The earliest incidence of this kind of surgery occurred in the mid-1990s. Sleeve gastrectomy is a less common form of bariatric surgery than the alternatives, but is gaining popularity as it is also less invasive than a full bypass. Laparoscopic techniques were developed at the end of the 1990s and are now used as standard, since the complications and recovery time are generally lower.
A gastric sleeve operation is suitable for those with a BMI of 35 or more. It involves the removal of around 75 percent of stomach area, leaving a narrow sleeve behind. The surgery is less serious than a gastric bypass (since it involves no 're-routing' of the digestive system), but more so than a gastric band - although some surgeons prefer it to a band because it does not involve inserting a foreign body. The area of the stomach removed includes the part responsible for secreting the hormone Ghrelin, which controls hunger - thereby markedly reducing your appetite.
The procedure is irreversible, and unlike with a band you cannot cheat by snacking, since the overall volume of the stomach is reduced, not just the diameter of the opening. The sleeve can be converted to a gastric bypass if weight-loss stalls, although this is not always necessary; this option is more common for morbidly obese patients.

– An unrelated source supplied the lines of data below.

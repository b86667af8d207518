use chrono::{DateTime, Utc};
use serde::{Deserialize, Serialize};
use std::fmt;

/// Traded pair identifier as the exchange spells it (e.g. `KRW-BTC`)
#[derive(Debug, Clone, PartialEq, Eq, Hash, Serialize, Deserialize)]
#[serde(transparent)]
pub struct MarketSymbol(String);

impl MarketSymbol {
    /// Returns `None` for blank input
    pub fn new(code: impl Into<String>) -> Option<Self> {
        let code = code.into().trim().to_uppercase();
        if code.is_empty() {
            None
        } else {
            Some(Self(code))
        }
    }

    pub fn as_str(&self) -> &str {
        &self.0
    }

    /// Base asset of the pair, e.g. `BTC` for `KRW-BTC`
    pub fn base_asset(&self) -> &str {
        self.0.rsplit('-').next().unwrap_or(&self.0)
    }

    /// Quote asset of the pair, e.g. `KRW` for `KRW-BTC`
    pub fn quote_asset(&self) -> &str {
        self.0.split('-').next().unwrap_or(&self.0)
    }
}

impl fmt::Display for MarketSymbol {
    fn fmt(&self, f: &mut fmt::Formatter<'_>) -> fmt::Result {
        f.write_str(&self.0)
    }
}

/// Daily change direction reported by the ticker
#[derive(Debug, Clone, Copy, Serialize, Deserialize, PartialEq, Eq)]
#[serde(rename_all = "UPPERCASE")]
pub enum ChangeDirection {
    Rise,
    Even,
    Fall,
}

/// Aggressor side of an executed trade
#[derive(Debug, Clone, Copy, Serialize, Deserialize, PartialEq, Eq)]
#[serde(rename_all = "UPPERCASE")]
pub enum TradeSide {
    Ask,
    Bid,
}

/// Single price level of the order book
#[derive(Debug, Clone, Copy, Serialize, Deserialize, PartialEq)]
pub struct BookLevel {
    pub price: f64,
    pub size: f64,
}

/// Executed trade as kept on the tape
#[derive(Debug, Clone, Serialize, Deserialize, PartialEq)]
pub struct TradeTick {
    pub price: f64,
    pub size: f64,
    pub side: TradeSide,
    pub timestamp: DateTime<Utc>,
}

/// Display fields derived from the latest ticker event
#[derive(Debug, Clone, Serialize, Deserialize, PartialEq)]
pub struct TickerSnapshot {
    pub price: f64,
    pub percent_change: f64,
    pub direction: ChangeDirection,
    pub high: f64,
    pub low: f64,
    pub volume_24h: f64,
}

#[derive(Debug, Clone, Copy, Serialize, Deserialize, PartialEq, Eq)]
pub enum TradeLogKind {
    System,
    Buy,
    ProfitSell,
    LossSell,
}

/// Line of the append-only trade log
#[derive(Debug, Clone, Serialize, Deserialize, PartialEq)]
pub struct TradeLogEntry {
    pub timestamp: DateTime<Utc>,
    pub message: String,
    pub kind: TradeLogKind,
}

impl TradeLogEntry {
    pub fn new(message: impl Into<String>, kind: TradeLogKind) -> Self {
        Self {
            timestamp: Utc::now(),
            message: message.into(),
            kind,
        }
    }
}

#[cfg(test)]
mod tests {
    use super::*;

    #[test]
    fn test_symbol_normalization() {
        let symbol = MarketSymbol::new(" krw-btc ").unwrap();

        assert_eq!(symbol.as_str(), "KRW-BTC");
        assert_eq!(symbol.base_asset(), "BTC");
        assert_eq!(symbol.quote_asset(), "KRW");
    }

    #[test]
    fn test_blank_symbol_rejected() {
        assert!(MarketSymbol::new("   ").is_none());
    }

    #[test]
    fn test_trade_side_wire_format() {
        let side: TradeSide = serde_json::from_str("\"BID\"").unwrap();
        assert_eq!(side, TradeSide::Bid);

        let direction: ChangeDirection = serde_json::from_str("\"FALL\"").unwrap();
        assert_eq!(direction, ChangeDirection::Fall);
    }
}
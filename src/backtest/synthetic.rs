use chrono::{DateTime, Duration, Utc};
use rand::rngs::StdRng;
use rand::{Rng, SeedableRng};

/// Market scenario types for synthetic tick generation
#[derive(Debug, Clone, Copy, PartialEq, Eq)]
pub enum MarketScenario {
    /// Steady climb with noise (+0.05% per tick on average)
    Uptrend,
    /// Steady slide with noise (-0.05% per tick on average)
    Downtrend,
    /// Mean-reverting chop around the starting price
    Sideways,
    /// Large swings (±1% per tick)
    Volatile,
    /// Flat first half, then a sharp sell-off
    FlashCrash,
}

impl MarketScenario {
    pub const ALL: [MarketScenario; 5] = [
        MarketScenario::Uptrend,
        MarketScenario::Downtrend,
        MarketScenario::Sideways,
        MarketScenario::Volatile,
        MarketScenario::FlashCrash,
    ];

    pub fn label(&self) -> &'static str {
        match self {
            MarketScenario::Uptrend => "Uptrend",
            MarketScenario::Downtrend => "Downtrend",
            MarketScenario::Sideways => "Sideways",
            MarketScenario::Volatile => "Volatile",
            MarketScenario::FlashCrash => "Flash crash",
        }
    }
}

/// One synthetic ticker print
#[derive(Debug, Clone, Copy, PartialEq)]
pub struct PriceTick {
    pub timestamp: DateTime<Utc>,
    pub price: f64,
}

/// Generates synthetic ticker prints for offline replay
pub struct SyntheticPriceGenerator {
    rng: StdRng,
    base_price: f64,
}

impl SyntheticPriceGenerator {
    /// Create a new generator with a seed for reproducibility
    pub fn new(seed: u64) -> Self {
        Self::with_base_price(seed, 100_000.0)
    }

    pub fn with_base_price(seed: u64, base_price: f64) -> Self {
        Self {
            rng: StdRng::seed_from_u64(seed),
            base_price,
        }
    }

    pub fn base_price(&self) -> f64 {
        self.base_price
    }

    /// Generate `num_ticks` prints spaced `interval_secs` apart, ending now
    pub fn generate(
        &mut self,
        scenario: MarketScenario,
        num_ticks: usize,
        interval_secs: i64,
    ) -> Vec<PriceTick> {
        let start_time = Utc::now() - Duration::seconds(num_ticks as i64 * interval_secs);
        let floor = self.base_price * 0.2;

        let mut ticks = Vec::with_capacity(num_ticks);
        let mut price = self.base_price;

        for i in 0..num_ticks {
            price += self.step(scenario, price, i, num_ticks);
            // Keep prices strictly positive
            price = price.max(floor);

            ticks.push(PriceTick {
                timestamp: start_time + Duration::seconds(i as i64 * interval_secs),
                price,
            });
        }

        ticks
    }

    fn step(&mut self, scenario: MarketScenario, price: f64, i: usize, num_ticks: usize) -> f64 {
        match scenario {
            MarketScenario::Uptrend => price * (0.0005 + self.rng.gen_range(-0.001..0.001)),
            MarketScenario::Downtrend => price * (-0.0005 + self.rng.gen_range(-0.001..0.001)),
            MarketScenario::Sideways => {
                // 10% pull back to the mean plus ±0.3% noise
                let reversion = (self.base_price - price) * 0.1;
                reversion + price * self.rng.gen_range(-0.003..0.003)
            }
            MarketScenario::Volatile => price * self.rng.gen_range(-0.01..0.01),
            MarketScenario::FlashCrash => {
                if i < num_ticks / 2 {
                    price * self.rng.gen_range(-0.001..0.001)
                } else {
                    // -30% spread over the second half
                    let drop_rate = -0.3 / (num_ticks as f64 / 2.0);
                    price * (drop_rate + self.rng.gen_range(-0.001..0.001))
                }
            }
        }
    }
}
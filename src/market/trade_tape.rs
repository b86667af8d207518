use crate::models::TradeTick;
use std::collections::VecDeque;

/// Capacity of the trade tape
pub const TRADE_TAPE_CAPACITY: usize = 30;

/// Recent executions, newest first
#[derive(Debug, Clone)]
pub struct TradeTape {
    trades: VecDeque<TradeTick>,
    capacity: usize,
}

impl Default for TradeTape {
    fn default() -> Self {
        Self::new()
    }
}

impl TradeTape {
    pub fn new() -> Self {
        Self {
            trades: VecDeque::with_capacity(TRADE_TAPE_CAPACITY + 1),
            capacity: TRADE_TAPE_CAPACITY,
        }
    }

    /// Prepend a trade, evicting the oldest beyond capacity
    pub fn record(&mut self, trade: TradeTick) {
        self.trades.push_front(trade);
        self.trades.truncate(self.capacity);
    }

    /// Trades in presentation order (newest first)
    pub fn trades(&self) -> Vec<TradeTick> {
        self.trades.iter().cloned().collect()
    }

    pub fn newest(&self) -> Option<&TradeTick> {
        self.trades.front()
    }

    pub fn len(&self) -> usize {
        self.trades.len()
    }

    pub fn is_empty(&self) -> bool {
        self.trades.is_empty()
    }

    pub fn clear(&mut self) {
        self.trades.clear();
    }
}
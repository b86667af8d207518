use crate::market::PriceWindow;

/// Number of samples the momentum index looks at
pub const RSI_PERIOD: usize = 14;

/// Value reported while the window is still filling up
pub const NEUTRAL_RSI: f64 = 50.0;

/// Calculate Relative Strength Index (RSI)
///
/// Sums every positive delta between consecutive samples (gains) and every
/// negative delta as an absolute value (losses). A window without losses
/// divides by 1 instead of 0, so a strictly rising window reads
/// `100 - 100 / (1 + gains)` rather than a flat 100.
///
/// Values:
/// - RSI > 70: Overbought
/// - RSI < 35: Oversold (entry trigger)
///
/// Returns `None` when fewer than `period` samples are available.
pub fn calculate_rsi(prices: &[f64], period: usize) -> Option<f64> {
    if period == 0 || prices.len() < period {
        return None;
    }

    let mut gains = 0.0;
    let mut losses = 0.0;

    for pair in prices.windows(2) {
        let change = pair[1] - pair[0];
        if change > 0.0 {
            gains += change;
        } else {
            losses -= change;
        }
    }

    let denominator = if losses == 0.0 { 1.0 } else { losses };
    let rs = gains / denominator;

    Some(100.0 - (100.0 / (1.0 + rs)))
}

/// RSI-14 over the current price window, neutral until the window is full
pub fn momentum_index(window: &PriceWindow) -> f64 {
    calculate_rsi(&window.prices(), RSI_PERIOD).unwrap_or(NEUTRAL_RSI)
}

#[cfg(test)]
mod tests {
    use super::*;

    const CLASSIC_FIXTURE: [f64; 14] = [
        44.0, 44.25, 44.5, 43.75, 44.5, 44.8, 45.35, 45.1, 44.9, 45.4, 45.7, 45.6, 45.1, 45.4,
    ];

    #[test]
    fn test_rsi_classic_fixture() {
        // gains = 3.2, losses = 1.8
        let rsi = calculate_rsi(&CLASSIC_FIXTURE, RSI_PERIOD).unwrap();
        let expected = 100.0 - 100.0 / (1.0 + 3.2 / 1.8);

        assert!((rsi - expected).abs() < 1e-9);
        assert!((rsi - 64.0).abs() < 1e-9);
    }

    #[test]
    fn test_rsi_insufficient_data() {
        let prices = vec![100.0, 102.0, 101.0];
        assert!(calculate_rsi(&prices, RSI_PERIOD).is_none());
    }

    #[test]
    fn test_rsi_all_gains_uses_unit_denominator() {
        let prices: Vec<f64> = (0..14).map(|i| 100.0 + i as f64 * 0.1).collect();
        let rsi = calculate_rsi(&prices, RSI_PERIOD).unwrap();

        // gains = 1.3, losses treated as 1
        let expected = 100.0 - 100.0 / 2.3;
        assert!((rsi - expected).abs() < 1e-9);
        assert!(rsi < 100.0);
    }

    #[test]
    fn test_rsi_all_losses() {
        let prices: Vec<f64> = (0..14).map(|i| 100.0 - i as f64).collect();
        let rsi = calculate_rsi(&prices, RSI_PERIOD).unwrap();

        assert_eq!(rsi, 0.0);
    }

    #[test]
    fn test_momentum_index_neutral_until_full() {
        let mut window = PriceWindow::new();
        for price in &CLASSIC_FIXTURE[..13] {
            window.push(*price);
            assert_eq!(momentum_index(&window), NEUTRAL_RSI);
        }

        window.push(CLASSIC_FIXTURE[13]);
        assert!((momentum_index(&window) - 64.0).abs() < 1e-9);
    }
}
use std::collections::VecDeque;

/// Capacity of the momentum price window
pub const PRICE_WINDOW_CAPACITY: usize = 14;

/// Rolling window of the most recent ticker prices, oldest first
///
/// Pushing past capacity evicts the oldest price.
#[derive(Debug, Clone)]
pub struct PriceWindow {
    prices: VecDeque<f64>,
    capacity: usize,
}

impl Default for PriceWindow {
    fn default() -> Self {
        Self::new()
    }
}

impl PriceWindow {
    pub fn new() -> Self {
        Self::with_capacity(PRICE_WINDOW_CAPACITY)
    }

    /// Create a window with a custom capacity
    ///
    /// # Arguments
    /// * `capacity` - Maximum number of prices to keep (at least 1)
    pub fn with_capacity(capacity: usize) -> Self {
        let capacity = capacity.max(1);
        Self {
            prices: VecDeque::with_capacity(capacity + 1),
            capacity,
        }
    }

    /// Add a price, removing the oldest one if the window is full
    pub fn push(&mut self, price: f64) {
        self.prices.push_back(price);

        while self.prices.len() > self.capacity {
            self.prices.pop_front();
        }
    }

    /// Prices in arrival order (oldest first)
    pub fn prices(&self) -> Vec<f64> {
        self.prices.iter().copied().collect()
    }

    pub fn latest(&self) -> Option<f64> {
        self.prices.back().copied()
    }

    pub fn len(&self) -> usize {
        self.prices.len()
    }

    pub fn is_empty(&self) -> bool {
        self.prices.is_empty()
    }

    pub fn is_full(&self) -> bool {
        self.prices.len() == self.capacity
    }

    pub fn capacity(&self) -> usize {
        self.capacity
    }

    pub fn clear(&mut self) {
        self.prices.clear();
    }
}
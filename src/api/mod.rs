pub mod coingecko;

pub use coingecko::{coin_id_for, CoinGeckoClient};
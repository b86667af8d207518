use rand::rngs::StdRng;
use rand::{Rng, SeedableRng};
use std::collections::VecDeque;

/// Source of the uniform draws behind forced entries and exits
pub trait RandomSource: Send {
    /// Uniform draw in `[0, 1)`
    fn next_unit(&mut self) -> f64;
}

/// `StdRng`-backed source, seeded from entropy or a fixed seed for reproducible runs
pub struct StdRandom {
    rng: StdRng,
}

impl StdRandom {
    pub fn from_entropy() -> Self {
        Self {
            rng: StdRng::from_entropy(),
        }
    }

    pub fn seeded(seed: u64) -> Self {
        Self {
            rng: StdRng::seed_from_u64(seed),
        }
    }
}

impl RandomSource for StdRandom {
    fn next_unit(&mut self) -> f64 {
        self.rng.gen::<f64>()
    }
}

/// Replays a fixed sequence of draws, then keeps returning `fallback`
///
/// Lets tests pick exactly which branch a decision takes.
#[derive(Debug, Clone)]
pub struct ScriptedRandom {
    draws: VecDeque<f64>,
    fallback: f64,
}

impl ScriptedRandom {
    pub fn new(draws: impl IntoIterator<Item = f64>) -> Self {
        Self {
            draws: draws.into_iter().collect(),
            fallback: 0.0,
        }
    }

    /// Source that never crosses a random threshold
    pub fn quiet() -> Self {
        Self::new([])
    }

    pub fn with_fallback(mut self, fallback: f64) -> Self {
        self.fallback = fallback;
        self
    }
}

impl RandomSource for ScriptedRandom {
    fn next_unit(&mut self) -> f64 {
        self.draws.pop_front().unwrap_or(self.fallback)
    }
}

#[cfg(test)]
mod tests {
    use super::*;

    #[test]
    fn test_std_random_in_unit_range() {
        let mut random = StdRandom::seeded(42);
        for _ in 0..1000 {
            let draw = random.next_unit();
            assert!((0.0..1.0).contains(&draw));
        }
    }

    #[test]
    fn test_seeded_is_reproducible() {
        let mut a = StdRandom::seeded(7);
        let mut b = StdRandom::seeded(7);
        for _ in 0..10 {
            assert_eq!(a.next_unit(), b.next_unit());
        }
    }

    #[test]
    fn test_scripted_then_fallback() {
        let mut random = ScriptedRandom::new([0.5, 0.99]).with_fallback(0.1);

        assert_eq!(random.next_unit(), 0.5);
        assert_eq!(random.next_unit(), 0.99);
        assert_eq!(random.next_unit(), 0.1);
        assert_eq!(random.next_unit(), 0.1);
    }
}
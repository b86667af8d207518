// Trading session: the task that owns feed, market state and trading state
pub mod service;
pub mod snapshot;

pub use service::{SessionError, SessionHandle, TradingSession};
pub use snapshot::SessionSnapshot;
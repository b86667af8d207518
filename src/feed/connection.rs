// Exchange stream connection manager
// One task per connection, tagged with a generation id
// Aborting the task also cancels its pending reconnect

use crate::feed::error::{FeedError, FeedResult};
use crate::feed::message::{decode_event, encode_subscription, FeedEvent};
use crate::models::MarketSymbol;
use futures_util::future::BoxFuture;
use futures_util::{SinkExt, StreamExt};
use serde::{Deserialize, Serialize};
use std::sync::Arc;
use std::time::Duration;
use tokio::net::TcpStream;
use tokio::sync::mpsc;
use tokio::task::JoinHandle;
use tokio_tungstenite::tungstenite::Message;
use tokio_tungstenite::{connect_async, MaybeTlsStream, WebSocketStream};
use tracing::{debug, info, warn};

/// Public Upbit websocket endpoint
pub const DEFAULT_FEED_URL: &str = "wss://api.upbit.com/websocket/v1";

/// Wait between a dropped connection and the next attempt
pub const RECONNECT_DELAY: Duration = Duration::from_secs(3);

/// Connection state
#[derive(Debug, Clone, Copy, PartialEq, Eq, Serialize, Deserialize)]
pub enum ConnectionState {
    Disconnected,
    Connecting,
    Connected,
}

/// What a connection task reports upstream
#[derive(Debug, Clone, PartialEq)]
pub enum FeedSignal {
    State(ConnectionState),
    Event(FeedEvent),
}

/// Signal tagged with the connection that produced it
#[derive(Debug, Clone)]
pub struct FeedMessage {
    pub generation: u64,
    pub symbol: MarketSymbol,
    pub signal: FeedSignal,
}

/// Bidirectional text stream to the exchange
pub trait FeedTransport: Send {
    fn send_text(&mut self, text: String) -> BoxFuture<'_, FeedResult<()>>;

    /// Next text frame; `None` once the stream has ended
    fn next_text(&mut self) -> BoxFuture<'_, Option<FeedResult<String>>>;
}

/// Opens transports. Implemented over websockets for live use and in memory
/// for tests
pub trait Connector: Send + Sync + 'static {
    fn connect<'a>(&'a self, url: &'a str) -> BoxFuture<'a, FeedResult<Box<dyn FeedTransport>>>;
}

/// Websocket connector (TLS via native-tls)
#[derive(Debug, Clone, Copy, Default)]
pub struct WsConnector;

impl Connector for WsConnector {
    fn connect<'a>(&'a self, url: &'a str) -> BoxFuture<'a, FeedResult<Box<dyn FeedTransport>>> {
        Box::pin(async move {
            let (stream, _response) = connect_async(url).await?;
            Ok(Box::new(WsTransport { stream }) as Box<dyn FeedTransport>)
        })
    }
}

struct WsTransport {
    stream: WebSocketStream<MaybeTlsStream<TcpStream>>,
}

impl FeedTransport for WsTransport {
    fn send_text(&mut self, text: String) -> BoxFuture<'_, FeedResult<()>> {
        Box::pin(async move {
            self.stream
                .send(Message::Text(text))
                .await
                .map_err(|e| FeedError::SendFailed(e.to_string()))
        })
    }

    fn next_text(&mut self) -> BoxFuture<'_, Option<FeedResult<String>>> {
        Box::pin(async move {
            loop {
                match self.stream.next().await {
                    Some(Ok(Message::Text(text))) => return Some(Ok(text)),
                    // Upbit delivers JSON in binary frames
                    Some(Ok(Message::Binary(bytes))) => {
                        return Some(String::from_utf8(bytes).map_err(FeedError::from))
                    }
                    Some(Ok(Message::Close(frame))) => {
                        let (code, reason) = frame
                            .map(|f| (f.code.into(), f.reason.to_string()))
                            .unwrap_or((1000, "Normal close".to_string()));
                        return Some(Err(FeedError::ConnectionClosed { code, reason }));
                    }
                    Some(Ok(_)) => continue,
                    Some(Err(e)) => return Some(Err(e.into())),
                    None => return None,
                }
            }
        })
    }
}

struct ActiveConnection {
    generation: u64,
    symbol: MarketSymbol,
    task: JoinHandle<()>,
}

/// Feed connection manager
///
/// At most one connection task is alive at a time. `connect` waits for the
/// previous task to be fully dropped before spawning the next one
pub struct FeedConnectionManager {
    connector: Arc<dyn Connector>,
    url: String,
    ticket: String,
    events_tx: mpsc::Sender<FeedMessage>,
    generation: u64,
    active: Option<ActiveConnection>,
}

impl FeedConnectionManager {
    /// Create a new connection manager
    ///
    /// # Arguments
    /// * `ticket` - Session ticket sent with every subscription request
    /// * `events_tx` - Receives decoded events and state changes from every connection
    pub fn new(
        connector: Arc<dyn Connector>,
        url: impl Into<String>,
        ticket: impl Into<String>,
        events_tx: mpsc::Sender<FeedMessage>,
    ) -> Self {
        Self {
            connector,
            url: url.into(),
            ticket: ticket.into(),
            events_tx,
            generation: 0,
            active: None,
        }
    }

    /// Tear down the current connection (if any) and connect to `symbol`
    ///
    /// Returns the generation of the new connection
    pub async fn connect(&mut self, symbol: MarketSymbol) -> u64 {
        self.disconnect().await;

        self.generation += 1;
        let generation = self.generation;

        let link = ConnectionLink {
            connector: self.connector.clone(),
            url: self.url.clone(),
            ticket: self.ticket.clone(),
            symbol: symbol.clone(),
            generation,
            events_tx: self.events_tx.clone(),
        };

        info!(symbol = %symbol, generation, "Opening feed connection");
        let task = tokio::spawn(link.run());

        self.active = Some(ActiveConnection {
            generation,
            symbol,
            task,
        });

        generation
    }

    /// Tear down the current connection and any reconnect it has pending
    pub async fn disconnect(&mut self) {
        if let Some(active) = self.active.take() {
            active.task.abort();
            // Wait for the task (and its socket) to be dropped
            let _ = active.task.await;
            info!(
                symbol = %active.symbol,
                generation = active.generation,
                "Feed connection closed"
            );
        }
    }

    /// Whether a message belongs to the live connection
    pub fn is_current(&self, generation: u64) -> bool {
        self.active
            .as_ref()
            .is_some_and(|active| active.generation == generation)
    }

    pub fn generation(&self) -> u64 {
        self.generation
    }

    pub fn symbol(&self) -> Option<&MarketSymbol> {
        self.active.as_ref().map(|active| &active.symbol)
    }

    pub fn ticket(&self) -> &str {
        &self.ticket
    }
}

impl Drop for FeedConnectionManager {
    fn drop(&mut self) {
        if let Some(active) = self.active.take() {
            active.task.abort();
        }
    }
}

/// Everything a connection task needs; owned by the task
struct ConnectionLink {
    connector: Arc<dyn Connector>,
    url: String,
    ticket: String,
    symbol: MarketSymbol,
    generation: u64,
    events_tx: mpsc::Sender<FeedMessage>,
}

impl ConnectionLink {
    async fn run(self) {
        loop {
            self.report(ConnectionState::Connecting).await;

            match self.stream_once().await {
                Ok(()) => info!(symbol = %self.symbol, "Feed stream ended"),
                Err(e) => warn!(symbol = %self.symbol, error = %e, "Feed connection lost"),
            }

            self.report(ConnectionState::Disconnected).await;

            if self.events_tx.is_closed() {
                debug!(symbol = %self.symbol, "Feed receiver dropped, not reconnecting");
                return;
            }

            warn!(
                symbol = %self.symbol,
                delay_secs = RECONNECT_DELAY.as_secs(),
                "Reconnecting"
            );
            tokio::time::sleep(RECONNECT_DELAY).await;
        }
    }

    async fn stream_once(&self) -> FeedResult<()> {
        let mut transport = self.connector.connect(&self.url).await?;

        let request = encode_subscription(&self.ticket, &self.symbol)?;
        transport.send_text(request).await?;

        self.report(ConnectionState::Connected).await;
        info!(symbol = %self.symbol, generation = self.generation, "Feed subscribed");

        while let Some(frame) = transport.next_text().await {
            let text = frame?;

            match decode_event(&text) {
                Ok(Some(event)) => {
                    if !self.forward(FeedSignal::Event(event)).await {
                        return Ok(());
                    }
                }
                Ok(None) => debug!("Ignoring unrecognized stream message"),
                Err(e) => warn!(error = %e, "Dropping malformed stream message"),
            }
        }

        Ok(())
    }

    async fn report(&self, state: ConnectionState) {
        self.forward(FeedSignal::State(state)).await;
    }

    async fn forward(&self, signal: FeedSignal) -> bool {
        let message = FeedMessage {
            generation: self.generation,
            symbol: self.symbol.clone(),
            signal,
        };
        self.events_tx.send(message).await.is_ok()
    }
}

Patients typically experience a 50 to 60 percent reduction in excess body weight with this procedure. One benefit is that the stomach functions as normal; it is just smaller, so unlike a bypass, it is not as restrictive in terms of the foods you can eat afterwards - only the quantities. Nutritional deficiencies are far rarer as a result, too. Complications such as intestinal blockage are rare, and a sleeve may be suitable for patients who are at too high risk for bypass due to various medical conditions.
There are risks inherent in any major surgery, including infection.
Sometimes the 'new' stomach will leak from the staple lines down the edge. Complications occur in between three and seven percent of cases. Death is comparatively rare compared to other bariatric surgery, but still occurs in up to one in 200 cases. The operation is irreversible, unlike a gastric band.